## Work item
Among the lines below, how many carry the string "tenth"? Reply with a number and nothing else.

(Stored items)

※ ※ ※

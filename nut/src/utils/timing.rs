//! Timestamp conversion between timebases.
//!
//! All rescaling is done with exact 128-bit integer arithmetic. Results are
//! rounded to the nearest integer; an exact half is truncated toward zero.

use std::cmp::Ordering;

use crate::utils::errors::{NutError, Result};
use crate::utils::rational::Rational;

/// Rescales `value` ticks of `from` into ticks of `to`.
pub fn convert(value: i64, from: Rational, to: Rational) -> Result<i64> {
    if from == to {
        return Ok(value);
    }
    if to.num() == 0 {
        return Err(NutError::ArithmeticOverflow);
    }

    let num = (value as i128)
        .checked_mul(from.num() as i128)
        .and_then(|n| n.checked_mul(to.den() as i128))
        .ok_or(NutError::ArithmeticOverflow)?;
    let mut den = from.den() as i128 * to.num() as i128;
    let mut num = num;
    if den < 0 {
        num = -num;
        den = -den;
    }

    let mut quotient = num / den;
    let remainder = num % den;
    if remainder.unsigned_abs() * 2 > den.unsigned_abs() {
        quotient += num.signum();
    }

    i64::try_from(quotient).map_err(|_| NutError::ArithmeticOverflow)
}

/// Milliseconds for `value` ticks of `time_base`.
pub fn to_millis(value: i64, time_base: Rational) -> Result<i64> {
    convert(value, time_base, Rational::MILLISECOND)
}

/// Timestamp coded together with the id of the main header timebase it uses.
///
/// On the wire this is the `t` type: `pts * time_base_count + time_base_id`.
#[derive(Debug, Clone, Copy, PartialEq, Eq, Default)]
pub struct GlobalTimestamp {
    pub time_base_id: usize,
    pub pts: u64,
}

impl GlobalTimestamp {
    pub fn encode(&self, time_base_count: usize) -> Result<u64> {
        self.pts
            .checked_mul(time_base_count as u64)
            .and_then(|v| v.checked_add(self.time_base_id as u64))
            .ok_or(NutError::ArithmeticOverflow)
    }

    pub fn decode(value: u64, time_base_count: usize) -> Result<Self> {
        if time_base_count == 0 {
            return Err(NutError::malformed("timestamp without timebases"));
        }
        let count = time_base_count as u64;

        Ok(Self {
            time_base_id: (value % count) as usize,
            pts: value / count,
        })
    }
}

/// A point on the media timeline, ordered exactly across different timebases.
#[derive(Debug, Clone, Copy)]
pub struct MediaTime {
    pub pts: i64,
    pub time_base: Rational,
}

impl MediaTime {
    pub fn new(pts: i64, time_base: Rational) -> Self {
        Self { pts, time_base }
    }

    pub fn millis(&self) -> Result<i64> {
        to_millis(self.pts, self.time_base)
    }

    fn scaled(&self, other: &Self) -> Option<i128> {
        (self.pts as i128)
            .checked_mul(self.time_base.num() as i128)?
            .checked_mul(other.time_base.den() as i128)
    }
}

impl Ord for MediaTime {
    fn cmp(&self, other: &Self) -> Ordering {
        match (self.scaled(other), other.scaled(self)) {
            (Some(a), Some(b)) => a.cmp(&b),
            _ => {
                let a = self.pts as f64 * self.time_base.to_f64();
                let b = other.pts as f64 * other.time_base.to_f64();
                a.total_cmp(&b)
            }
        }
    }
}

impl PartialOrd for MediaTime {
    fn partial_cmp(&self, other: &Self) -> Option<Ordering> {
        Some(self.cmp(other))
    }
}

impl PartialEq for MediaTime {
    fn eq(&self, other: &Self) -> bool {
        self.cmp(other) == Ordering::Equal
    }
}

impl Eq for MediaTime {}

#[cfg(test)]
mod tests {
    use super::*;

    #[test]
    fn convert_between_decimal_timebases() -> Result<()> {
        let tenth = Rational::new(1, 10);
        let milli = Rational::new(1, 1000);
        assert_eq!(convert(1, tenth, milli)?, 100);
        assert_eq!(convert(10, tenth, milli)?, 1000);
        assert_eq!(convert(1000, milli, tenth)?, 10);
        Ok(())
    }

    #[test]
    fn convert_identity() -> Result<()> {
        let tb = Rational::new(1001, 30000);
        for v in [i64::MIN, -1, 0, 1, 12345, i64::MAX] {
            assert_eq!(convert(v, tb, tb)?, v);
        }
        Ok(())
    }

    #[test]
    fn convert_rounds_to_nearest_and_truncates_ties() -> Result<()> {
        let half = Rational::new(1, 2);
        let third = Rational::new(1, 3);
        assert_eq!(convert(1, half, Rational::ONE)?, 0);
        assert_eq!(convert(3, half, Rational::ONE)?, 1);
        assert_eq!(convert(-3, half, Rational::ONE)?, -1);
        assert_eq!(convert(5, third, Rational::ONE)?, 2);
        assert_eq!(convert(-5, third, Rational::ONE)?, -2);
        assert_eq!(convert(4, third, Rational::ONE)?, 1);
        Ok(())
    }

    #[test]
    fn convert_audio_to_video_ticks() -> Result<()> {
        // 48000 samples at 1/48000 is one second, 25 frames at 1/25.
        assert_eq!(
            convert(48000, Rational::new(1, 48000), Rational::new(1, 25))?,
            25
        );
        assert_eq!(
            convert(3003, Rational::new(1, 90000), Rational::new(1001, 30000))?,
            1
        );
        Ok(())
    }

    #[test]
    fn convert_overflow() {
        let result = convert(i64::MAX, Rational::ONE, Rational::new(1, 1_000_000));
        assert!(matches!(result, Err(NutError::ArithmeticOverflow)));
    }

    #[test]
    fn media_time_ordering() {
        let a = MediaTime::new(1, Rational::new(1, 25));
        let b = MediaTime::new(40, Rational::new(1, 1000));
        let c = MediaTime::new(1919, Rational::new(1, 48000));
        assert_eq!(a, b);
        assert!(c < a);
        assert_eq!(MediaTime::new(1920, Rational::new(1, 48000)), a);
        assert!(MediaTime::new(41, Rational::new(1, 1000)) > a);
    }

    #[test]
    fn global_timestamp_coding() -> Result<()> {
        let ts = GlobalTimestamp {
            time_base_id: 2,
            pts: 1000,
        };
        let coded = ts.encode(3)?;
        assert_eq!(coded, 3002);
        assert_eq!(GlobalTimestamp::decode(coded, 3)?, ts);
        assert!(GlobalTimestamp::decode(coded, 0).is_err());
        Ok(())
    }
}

※ ※ ※

## Task answer
4